Summer 2017 | Volume 101 Number 2 | Download PDF Version of Article
Illustration of old fashioned movie projector on tripod

On Jan. 24, 2017, the United Kingdom’s Supreme Court issued its monumental decision concerning the fate of Brexit, a legal ruling with major implications for the people of England, Europe, and the rest of the world. Few judicial announcements outside the United States have generated greater interest than the Brexit decision. Given the enormous implications of the case, it is not surprising that the people of the world were allowed to watch the decision come down from these judges through a streaming of the event in real time, just as it should be.

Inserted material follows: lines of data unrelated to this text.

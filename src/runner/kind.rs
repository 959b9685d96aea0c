//! Maps a [`TestKind`] to the interpreter and wrapper script used to
//! execute it, and the argv a sandbox child is invoked with.

use std::path::Path;

use crate::config::SandboxConfig;
use crate::model::TestKind;

/// The fully-resolved command line for a sandbox child, before
/// [`crate::runner::child`] actually spawns it.
pub struct ChildInvocation {
    pub program: String,
    pub args: Vec<String>,
}

/// Builds the invocation for running `source_path` as `kind`, writing
/// artifacts into `artifacts_dir` and bounding itself to `timeout_seconds`.
///
/// The wrapper scripts bundled in [`crate::bundled`] accept a uniform
/// `--test-file / --base-url / --artifacts-dir / --timeout-seconds` CLI
/// surface regardless of language, so this function is the only place that
/// needs to know the two concrete kinds exist.
pub fn build_invocation(
    kind: TestKind,
    sandbox: &SandboxConfig,
    wrapper_path: &Path,
    source_path: &Path,
    base_url: &str,
    artifacts_dir: &Path,
    timeout_seconds: i64,
) -> ChildInvocation {
    let interpreter = match kind {
        TestKind::ScriptPython => &sandbox.python_interpreter,
        TestKind::ScriptJs => &sandbox.node_interpreter,
    };

    ChildInvocation {
        program: interpreter.clone(),
        args: vec![
            wrapper_path.display().to_string(),
            "--test-file".to_string(),
            source_path.display().to_string(),
            "--base-url".to_string(),
            base_url.to_string(),
            "--artifacts-dir".to_string(),
            artifacts_dir.display().to_string(),
            "--timeout-seconds".to_string(),
            timeout_seconds.to_string(),
        ],
    }
}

The United States Supreme Court is now and has been for over 200 years the most powerful and important legal tribunal in the world. As Alexis de Tocqueville said in the 19th century, “there is hardly a political question in the United States which does not sooner or later turn into a judicial one.”1 Over the last ten years alone, critical decisions regarding abortion, affirmative action, gun rights, Obamacare, campaign finance reform, voting rights, redistricting, and numerous other fundamental issues concerning how the people of the United States govern and define themselves have been made by our highest Court. Yet, the Supreme Court of the United States has never allowed a single oral argument or decision announcement to be broadcast or live streamed. This stubborn and anachronistic refusal to enter modern times is not just a national embarrassment but a great disservice to the rule of law and a government by and for the people.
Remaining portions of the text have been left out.